* **Work required**: Using the material below, print the line that contains "OS integration seam", the line that contains "backend: the daemon", and every line in between, exactly and nothing else.
######
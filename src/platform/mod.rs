//! OS integration seam
//!
//! The engine reaches the operating system through two small traits so
//! dispatch, watchdog, and tests run anywhere; the real Win32 plumbing
//! lives in [`win32`]. Non-Windows builds get a no-op backend: the daemon
//! starts, parses config, and simply never receives key events.

#[cfg(windows)]
mod win32;

use std::sync::Arc;

use crate::hook::{HookError, HookPool, HookSlot};

/// Hardware-level "is anything held right now" query used by the
/// watchdog.
pub trait KeyStateProbe: Send + Sync {
    /// True if any key across the full virtual-key range is physically
    /// down.
    fn any_key_down(&self) -> bool;
}

/// Probe backed by the OS. On platforms without a key-state API it
/// reports nothing held, which leaves the watchdog free to reset.
#[derive(Debug, Default)]
pub struct OsKeyStateProbe;

impl KeyStateProbe for OsKeyStateProbe {
    fn any_key_down(&self) -> bool {
        #[cfg(windows)]
        return win32::any_key_down();
        #[cfg(not(windows))]
        false
    }
}

/// Installs and removes one OS-level keyboard hook per slot.
pub trait HookBackend: Send + Sync {
    /// Register a hook delivering this slot's events. The slot index is
    /// the uninstall key.
    fn install(&self, slot: Arc<HookSlot>) -> Result<(), HookError>;

    fn uninstall(&self, slot_index: usize);
}

/// The platform's real hook backend.
pub fn default_backend() -> Box<dyn HookBackend> {
    #[cfg(windows)]
    return Box::<win32::Win32Backend>::default();
    #[cfg(not(windows))]
    Box::<NullBackend>::default()
}

/// Backend that installs nothing and delivers nothing. Used on platforms
/// without hook support and throughout the tests, which feed slots
/// directly.
#[derive(Debug, Default)]
pub struct NullBackend;

impl HookBackend for NullBackend {
    fn install(&self, _slot: Arc<HookSlot>) -> Result<(), HookError> {
        Ok(())
    }

    fn uninstall(&self, _slot_index: usize) {}
}

/// Hidden OS session-notification listener. Thin platform shim; the
/// engine-facing API is [`crate::hook::SessionWatcher`].
pub struct SessionListener {
    #[cfg(windows)]
    inner: win32::SessionPump,
}

impl SessionListener {
    pub(crate) fn spawn(pool: Arc<HookPool>) -> Result<Self, HookError> {
        #[cfg(windows)]
        return win32::spawn_session_pump(pool).map(|inner| Self { inner });
        #[cfg(not(windows))]
        {
            let _ = pool;
            Err(HookError::Unsupported)
        }
    }

    pub(crate) fn stop(self) {
        #[cfg(windows)]
        self.inner.stop();
    }
}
######
* **Answer section**:
//! OS integration seam
//!
//! The engine reaches the operating system through two small traits so
//! dispatch, watchdog, and tests run anywhere; the real Win32 plumbing
//! lives in [`win32`]. Non-Windows builds get a no-op backend: the daemon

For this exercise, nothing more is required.